Create a taxia.yaml configuration file:

llm:
  provider: anthropic
  model: claude-3-5-sonnet-20241022
  temperature: 0.1
  max_tokens: 4000

vector_search:
  host: localhost
  port: 6333
  collection: taxia_documents
  top_k: 5

graph_rag:
  enabled: true
  uri: bolt://localhost:7687
  user: neo4j
  password: password

logging:
  level: INFO
  audit_trail: true

Load configuration:

from taxia import TaxiaEngine

engine = TaxiaEngine.from_config_file("taxia.yaml")

Configuration Options Reference

LLM Options

Option	Type	Default	Description
`llm_provider`	str	"anthropic"	LLM provider: "anthropic" or "openai"
`llm_model`	str	"claude-3-5-sonnet-20241022"	Model name
`llm_temperature`	float	0.1	Temperature for generation
`llm_max_tokens`	int	4000	Maximum tokens in response

Vector Search Options

Option	Type	Default	Description
`qdrant_host`	str	"localhost"	Qdrant server host
`qdrant_port`	int	6333	Qdrant server port
`qdrant_collection`	str	"taxia_documents"	Collection name
`top_k`	int	5	Number of documents to retrieve

Graph-RAG Options

Option	Type	Default	Description
`enable_graph_rag`	bool	False	Enable Neo4j graph search
`neo4j_uri`	str	"bolt://localhost:7687"	Neo4j URI
`neo4j_user`	str	"neo4j"	Neo4j username
`neo4j_password`	str	None	Neo4j password

Logging Options

Option	Type	Default	Description
`log_level`	str	"INFO"	Logging level
`enable_audit_trail`	bool	True	Enable audit trail logging

💰 Cost & Performance Information

Operational Costs

Understanding the cost structure helps you budget and optimize your TAXIA deployment.

LLM API Costs

Anthropic Claude (Recommended)

Model	Input (per 1M tokens)	Output (per 1M tokens)	Typical Query Cost
Claude 3.5 Sonnet	$3.00	$15.00	$0.02 - $0.05
Claude 3 Haiku	$0.25	$1.25	$0.002 - $0.01
Claude 3 Opus	$15.00	$75.00	$0.10 - $0.30

OpenAI GPT

Model	Input (per 1M tokens)	Output (per 1M tokens)	Typical Query Cost
GPT-4 Turbo	$10.00	$30.00	$0.05 - $0.15
GPT-4	$30.00	$60.00	$0.15 - $0.45
GPT-3.5 Turbo	$0.50	$1.50	$0.005 - $0.02

Cost Breakdown for Typical Query:

Average Query = 2,000 input tokens + 500 output tokens

Claude 3.5 Sonnet:
- Input: (2,000 / 1,000,000) × $3.00 = $0.006
- Output: (500 / 1,000,000) × $15.00 = $0.0075
- Total: ~$0.014 per query

Daily estimates (1,000 queries):
- $14/day = $420/month

Daily estimates (100 queries):
- $1.40/day = $42/month

Infrastructure Costs

Self-Hosted (Recommended for Production)

Component	Hardware	Monthly Cost
Qdrant	4GB RAM, 50GB SSD	$0 (self-hosted) or $20-50 (cloud)
Neo4j (optional)	4GB RAM, 50GB SSD	$0 (self-hosted) or $30-70 (cloud)
Application Server	2GB RAM, 20GB SSD	$5-15 (cloud VPS)
Total Infrastructure	-	$0-135/month

Cloud-Hosted Options

AWS: ~$50-150/month (t3.medium + storage)
Google Cloud: ~$45-130/month (e2-medium + storage)
Azure: ~$55-140/month (B2s + storage)
DigitalOcean: ~$30-80/month (droplets)

Total Cost Examples

Scenario 1: Small Business (100 queries/day)

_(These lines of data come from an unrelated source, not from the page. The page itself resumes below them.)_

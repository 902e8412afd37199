//! End-to-end scans: generate -> probe -> enrich -> score -> sort -> alert.

use std::future::Future;
use std::sync::Arc;

use chrono::NaiveDateTime;
use futures::stream::{self, StreamExt};
use indicatif::ProgressBar;
use serde::{Deserialize, Serialize};
use tokio::time::timeout;
use tracing::{debug, info};

use crate::alert::{evaluate_alerts, Alert};
use crate::candidates::{generate_candidates, normalize_domain};
use crate::config::ScanConfig;
use crate::dns::DnsProber;
use crate::enrich::{Enricher, ReputationBudget, ScanResult};
use crate::error::{Error, Result};
use crate::lists::AuxLists;
use crate::probe::{ExistenceProber, ReputationProber, WhitelistProvider, WhoisProber};
use crate::reputation::VirusTotalClient;
use crate::whitelist::StaticWhitelist;
use crate::whois::WhoisClient;

/// Outcome of one scan. Results are sorted by similarity, most similar first.
#[derive(Debug, Clone, PartialEq, Serialize, Deserialize)]
pub struct ScanReport {
    pub domain: String,
    /// Valid candidates generated
    pub permutations_checked: usize,
    /// Candidates that exist
    pub existing_domains: usize,
    pub reputation_lookups: usize,
    pub results: Vec<ScanResult>,
    /// Empty for quick scans
    pub alerts: Vec<Alert>,
}

impl ScanReport {
    /// Alerted domain names in decision order.
    pub fn alerted(&self) -> Vec<String> {
        self.alerts.iter().map(|alert| alert.domain.clone()).collect()
    }
}

pub struct Scanner {
    config: ScanConfig,
    lists: Arc<AuxLists>,
    existence: Arc<dyn ExistenceProber>,
    whois: Arc<dyn WhoisProber>,
    reputation: Option<Arc<dyn ReputationProber>>,
    whitelist: Arc<dyn WhitelistProvider>,
    progress: Option<ProgressBar>,
}

impl Scanner {
    pub fn new(
        config: ScanConfig,
        lists: AuxLists,
        existence: Arc<dyn ExistenceProber>,
        whois: Arc<dyn WhoisProber>,
    ) -> Self {
        Self {
            config,
            lists: Arc::new(lists),
            existence,
            whois,
            reputation: None,
            whitelist: Arc::new(StaticWhitelist::new()),
            progress: None,
        }
    }

    /// Scanner wired to DNS, WHOIS and (with a key) VirusTotal, lists loaded from
    /// `config.lists`.
    pub fn networked(config: ScanConfig, virustotal_key: Option<String>) -> Self {
        let lists = AuxLists::load(&config.lists);
        let existence = Arc::new(DnsProber::new(config.dns_timeout));
        let whois = Arc::new(WhoisClient::new(config.lookup_timeout));
        let reputation = virustotal_key
            .filter(|key| !key.is_empty())
            .map(|key| VirusTotalClient::new(key, config.lookup_timeout));

        let scanner = Self::new(config, lists, existence, whois);
        match reputation {
            Some(client) => scanner.with_reputation(Arc::new(client)),
            None => scanner,
        }
    }

    pub fn with_reputation(mut self, reputation: Arc<dyn ReputationProber>) -> Self {
        self.reputation = Some(reputation);
        self
    }

    pub fn with_whitelist(mut self, whitelist: Arc<dyn WhitelistProvider>) -> Self {
        self.whitelist = whitelist;
        self
    }

    pub fn with_progress(mut self, progress: ProgressBar) -> Self {
        self.progress = Some(progress);
        self
    }

    pub fn config(&self) -> &ScanConfig {
        &self.config
    }

    pub fn lists(&self) -> &AuxLists {
        &self.lists
    }

    /// Candidate generation only; no network access.
    pub fn generate_candidates(&self, domain: &str) -> Result<Vec<String>> {
        let domain = normalize_domain(domain)?;
        generate_candidates(&domain, &self.lists)
    }

    /// Scan without whitelist or alert evaluation.
    pub async fn quick_scan(&self, domain: &str) -> Result<ScanReport> {
        let domain = normalize_domain(domain)?;
        info!(%domain, "starting quick scan");
        self.with_deadline(&domain, self.scan(&domain)).await
    }

    /// Full scan. The whitelist is read for `owner_scope`, defaulting to the
    /// scanned domain itself.
    pub async fn run_scan(
        &self,
        domain: &str,
        owner_scope: Option<&str>,
        last_scan: NaiveDateTime,
    ) -> Result<ScanReport> {
        let domain = normalize_domain(domain)?;
        info!(%domain, %last_scan, "starting full scan");
        let mut report = self.with_deadline(&domain, self.scan(&domain)).await?;

        let whitelist = self.whitelist.entries(owner_scope.unwrap_or(&domain));
        report.alerts = evaluate_alerts(&report.results, last_scan, &whitelist);
        info!(
            %domain,
            alerted = report.alerts.len(),
            whitelisted = whitelist.len(),
            "alert evaluation finished"
        );
        Ok(report)
    }

    async fn with_deadline(
        &self,
        domain: &str,
        scan: impl Future<Output = Result<ScanReport>>,
    ) -> Result<ScanReport> {
        match self.config.scan_deadline {
            Some(deadline) => timeout(deadline, scan)
                .await
                .map_err(|elapsed| Error::scan_failure(domain, elapsed))?,
            None => scan.await,
        }
    }

    async fn scan(&self, domain: &str) -> Result<ScanReport> {
        let lists = Arc::clone(&self.lists);
        let owned = domain.to_string();
        let candidates = tokio::task::spawn_blocking(move || generate_candidates(&owned, &lists))
            .await
            .map_err(|err| Error::scan_failure(domain, err))??;

        let live = self.probe_existence(&candidates).await;
        info!(
            domain,
            candidates = candidates.len(),
            existing = live.len(),
            "existence probing finished"
        );

        let budget = ReputationBudget::new(self.config.reputation_budget);
        let enricher = Enricher::new(
            self.existence.as_ref(),
            self.whois.as_ref(),
            self.reputation.as_deref(),
            &self.config,
        );
        let mut results = enricher.enrich(domain, &live, &budget).await;
        results.sort_by(|a, b| b.similarity_percent.total_cmp(&a.similarity_percent));
        info!(
            domain,
            enriched = results.len(),
            reputation_lookups = budget.used(),
            "enrichment finished"
        );

        Ok(ScanReport {
            domain: domain.to_string(),
            permutations_checked: candidates.len(),
            existing_domains: live.len(),
            reputation_lookups: budget.used(),
            results,
            alerts: Vec::new(),
        })
    }

    /// Live candidates in their original order. A stalled probe counts as absent.
    async fn probe_existence(&self, candidates: &[String]) -> Vec<String> {
        if let Some(bar) = &self.progress {
            bar.set_length(candidates.len() as u64);
        }

        let checked: Vec<Option<String>> = stream::iter(candidates)
            .map(|candidate| async move {
                let exists = timeout(self.config.dns_timeout, self.existence.exists(candidate))
                    .await
                    .unwrap_or(false);
                if let Some(bar) = &self.progress {
                    bar.inc(1);
                }
                debug!(candidate = %candidate, exists, "existence probed");
                exists.then(|| candidate.clone())
            })
            .buffered(self.config.concurrency)
            .collect()
            .await;

        if let Some(bar) = &self.progress {
            bar.finish_and_clear();
        }
        checked.into_iter().flatten().collect()
    }
}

LLM API (Claude 3.5 Sonnet): $42/month
Infrastructure (self-hosted): $0/month
Total: ~$42/month ($0.014 per query)

Scenario 2: Medium Business (1,000 queries/day)

LLM API (Claude 3.5 Sonnet): $420/month
Infrastructure (cloud): $50/month
Total: ~$470/month ($0.016 per query)

Scenario 3: Enterprise (10,000 queries/day)

LLM API (Claude 3.5 Sonnet): $4,200/month
Infrastructure (dedicated): $200/month
Total: ~$4,400/month ($0.015 per query)

Scenario 4: Education/Demo (Demo Mode)

LLM API: $0/month (no API calls in demo mode)
Infrastructure: $0/month (no Qdrant/Neo4j needed)
Total: $0/month

Cost Optimization Strategies

1. Use Caching

Save 60-80% on repeat questions:

from functools import lru_cache

@lru_cache(maxsize=1000)
def cached_answer(question: str):
    result = engine.answer(question)
    return result

# Common questions are cached
result = cached_answer("법인세율은?")  # API call
result = cached_answer("법인세율은?")  # Cached, no API call

Estimated savings: $300/month → $90/month (70% reduction)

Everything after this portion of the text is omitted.